NY to Allow Schools in Red Zones to Open, With Testing Protocols

Students at a Boro Park yeshivah line up behind a monitor with a thermometer, in late September. (Eli Wohl)

New York Governor Andrew Cuomo announced Friday that he will allow schools in “red” and “orange” COVID hotspot zones to re-open, with testing protocols.

Impacted schools can reopen as early as Monday however students and faculty must be able to provide a negative COVID-19 test result prior to going back to the classroom. New York State will provide rapid test kits for schools wishing to participate.

Once the school has reopened, 25% of its population would have to be tested every week.

Cuomo, in announcing the plan on a conference call Friday afternoon, said that by testing everyone before the school re-opens, “It will also give us a idea about homes and households in that area. If a child tests positive, then we can contact trace back to the family.”

“In the micro-cluster zones, we’ve been working with schools in the red and the orange zones. The schools, private schools, Catholic schools, yeshivas, want to be open in the red and orange zones, and we’ve been working with them to try to find ways to keep people safe but allow children to go to school,” Cuomo said. “We have agreed with them on a protocol that keeps people safe and allows children to be educated.”

In order for a school to reopen in a red or orange micro-cluster zones, schools must:

  • Remain closed for at least 4 calendar days after the zone designation is announced (48 hours to ensure lack of infectious contact in the school, and additional time for testing), and may re-open as early as the 5th calendar day.
  • Ensure that no person may attend in-person on the campus without first receiving a negative test result, this applies to faculty/staff as well as students.

Schools may reopen after these steps are taken, with students and faculty/staff who are positive or close contacts of positive cases appropriately excluded from school grounds. Additionally, the test result must be no more seven days past the date of specimen collection on the day in-person learning reopens and date of specimen collection must be after date the zone was established.

After a school reopens in a red or orange micro-cluster zone, vigilant symptom and exposure screening must be conducted daily and must follow the below guidelines:

  • 25% of the in-person learning school community (both students and faculty/staff) must be tested per week.
  • The school should ensure that it provides opportunities to test on school grounds, or otherwise facilitates testing and accepts test results from healthcare providers.
  • If the school does not hold a testing event or provide testing on school grounds, test results provided to the school as part of the 25% testing of the population must be received within 7 days from the date of specimen collection and specimen collection must be after the school reopens.
  • Each week the 25% of the school population tested must be composed of unique individuals who have not previously been tested for the surveillance screening, as part of the weekly 25% testing until the fifth week of weekly testing at which point the individuals who participated in the first week of testing should be tested again.
  • Members of the school community who test positive must isolate according to established guidelines.
  • Contact tracing must be performed to ensure that contacts to newly identified positive individuals are quarantined according to established guidelines.

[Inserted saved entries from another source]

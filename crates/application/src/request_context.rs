//! Request context for propagating request metadata
//!
//! A `RequestContext` is created by the HTTP layer for every inbound request
//! and passed explicitly to services and ports. It carries the correlation
//! id that outbound adapters forward downstream and record on their spans.
//!
//! # Examples
//!
//! ```
//! use application::RequestContext;
//! use uuid::Uuid;
//!
//! let ctx = RequestContext::new();
//! assert!(!ctx.request_id().is_nil());
//!
//! let id = Uuid::new_v4();
//! assert_eq!(RequestContext::with_request_id(id).request_id(), id);
//! ```

use uuid::Uuid;

/// Context for a single request
#[derive(Debug, Clone, Copy, PartialEq, Eq)]
pub struct RequestContext {
    request_id: Uuid,
}

impl RequestContext {
    /// Create a context with a freshly generated request id
    #[must_use]
    pub fn new() -> Self {
        Self {
            request_id: Uuid::now_v7(),
        }
    }

    /// Create a context for a request id received from upstream
    #[must_use]
    pub const fn with_request_id(request_id: Uuid) -> Self {
        Self { request_id }
    }

    /// Get the unique request identifier
    #[must_use]
    pub const fn request_id(&self) -> Uuid {
        self.request_id
    }
}

impl Default for RequestContext {
    fn default() -> Self {
        Self::new()
    }
}

#[cfg(test)]
mod tests {
    use super::*;

    #[test]
    fn new_creates_unique_request_id() {
        let a = RequestContext::new();
        let b = RequestContext::new();
        assert_ne!(a.request_id(), b.request_id());
    }

    #[test]
    fn with_request_id_keeps_id() {
        let id = Uuid::new_v4();
        let ctx = RequestContext::with_request_id(id);
        assert_eq!(ctx.request_id(), id);
    }
}
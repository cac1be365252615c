//! HTTP middleware

mod correlation;

pub use correlation::{CorrelationLayer, CorrelationService, incoming_request_id};
//! Listener setup and graceful shutdown shared by both binaries

use std::{future::IntoFuture, sync::Arc, time::Duration};

use axum::Router;
use infrastructure::ServerConfig;
use tokio::{net::TcpListener, signal, sync::Notify};
use tracing::{info, warn};

/// Bind the configured address and serve until SIGINT or SIGTERM
///
/// # Errors
///
/// Returns an error if the address cannot be bound or the server fails.
pub async fn serve(router: Router, config: &ServerConfig) -> std::io::Result<()> {
    let listener = TcpListener::bind(config.bind_address()).await?;
    serve_with_shutdown(listener, router, config.shutdown_timeout(), shutdown_signal()).await
}

/// Serve on an already bound listener until `signal` resolves
///
/// After the signal, in-flight requests get `drain_timeout` to finish;
/// whatever is still open then is dropped.
///
/// # Errors
///
/// Returns an error if the listener address cannot be read or the server
/// fails.
pub async fn serve_with_shutdown<F>(
    listener: TcpListener,
    router: Router,
    drain_timeout: Duration,
    signal: F,
) -> std::io::Result<()>
where
    F: Future<Output = ()> + Send + 'static,
{
    let addr = listener.local_addr()?;
    info!(%addr, "Server listening");

    let draining = Arc::new(Notify::new());
    let trigger = Arc::clone(&draining);
    let server = axum::serve(listener, router)
        .with_graceful_shutdown(async move {
            signal.await;
            trigger.notify_one();
        })
        .into_future();

    tokio::select! {
        result = server => result?,
        () = async {
            draining.notified().await;
            tokio::time::sleep(drain_timeout).await;
        } => {
            warn!(timeout = ?drain_timeout, "Drain timeout elapsed, dropping open connections");
        }
    }

    info!("Server shutdown complete");
    Ok(())
}

/// Wait for SIGINT or SIGTERM
pub async fn shutdown_signal() {
    let ctrl_c = async {
        if let Err(e) = signal::ctrl_c().await {
            tracing::error!(error = %e, "Failed to install Ctrl+C handler");
            std::future::pending::<()>().await;
        }
    };

    #[cfg(unix)]
    let terminate = async {
        match signal::unix::signal(signal::unix::SignalKind::terminate()) {
            Ok(mut signal) => {
                signal.recv().await;
            },
            Err(e) => {
                tracing::error!(error = %e, "Failed to install SIGTERM handler");
                std::future::pending::<()>().await;
            },
        }
    };

    #[cfg(not(unix))]
    let terminate = std::future::pending::<()>();

    tokio::select! {
        () = ctrl_c => info!("Received Ctrl+C, shutting down"),
        () = terminate => info!("Received SIGTERM, shutting down"),
    }
}

#[cfg(test)]
mod tests {
    use axum::routing::get;
    use tokio::sync::oneshot;

    use super::*;

    #[tokio::test]
    async fn stops_when_signal_fires() {
        let listener = TcpListener::bind("127.0.0.1:0").await.unwrap();
        let router = Router::new().route("/", get(|| async { "ok" }));
        let (tx, rx) = oneshot::channel::<()>();

        let handle = tokio::spawn(serve_with_shutdown(
            listener,
            router,
            Duration::from_secs(1),
            async move {
                let _ = rx.await;
            },
        ));

        tx.send(()).unwrap();
        let result = tokio::time::timeout(Duration::from_secs(5), handle)
            .await
            .unwrap()
            .unwrap();
        tokio_test::assert_ok!(result);
    }
}
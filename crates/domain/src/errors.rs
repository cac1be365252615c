//! Domain-level errors

use thiserror::Error;

/// Errors that can occur in the domain layer
#[derive(Debug, Clone, PartialEq, Eq, Error)]
pub enum DomainError {
    /// Postal code is not 8 digits after stripping hyphens
    #[error("Invalid postal code: {0:?}")]
    InvalidPostalCode(String),

    /// City name is empty
    #[error("City name must not be empty")]
    EmptyCityName,
}
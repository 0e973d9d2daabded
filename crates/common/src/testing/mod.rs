//! Testing utilities and helpers
//!
//! - **[`mocks`]**: recording fakes for the navigation and storage ports
//! - **[`fixtures`]**: canned credentials and profiles
//!
//! Enabled with the `test-utils` feature.

pub mod fixtures;
pub mod mocks;

pub use fixtures::{sample_credentials, sample_profile};
pub use mocks::{FailingSecrets, RecordingNavigator};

New York State will provide schools with rapid test kits if requested. The schools must provide certified personnel (with necessary laboratory permits) to do the tests, and all results must be entered into ECLRS and reported on the school survey to the NYS COVID-19 Report Card.

Schools that cannot meet the reopening requirements must remain in remote learning for the duration of the zone designation. If the 25% of the school population random sampling generates a minimum of 9 cases, or if for a sample size of more than 300 weekly tests, achieves a positivity rate of 2% (6 cases or more depending on size) in New York City, or 3% (9 or more cases) outside of the city, then the school will be required to close. Reopened schools that fail to comply with these requirements could be subject to Section 16 orders, or other fines and penalties.

Jewish officials and organizations, who have lobbied for a plan to open schools ever since they were closed in the first week of October, hailed the announcement.

“After weeks of pleading and advocating that our kids must go back to school, I am glad that Governor Cuomo has heard our call,” said state Assemblyman Simcha Eichenstein. “Countless studies and data samples have shown that it is possible to ensure a healthy and safe school environment for our children and school staff. There is no question that this is a step forward in guaranteeing our children the education that they need and deserve.”

Agudath Israel said, “We look forward to working with the yeshiva community and the governor’s office to help implement this plan to reopen our precious yeshivos. And as rates of infection in our neighborhoods continue to, b’ezras Hashem, decline, we look forward for other parts of our community to safely reopen.”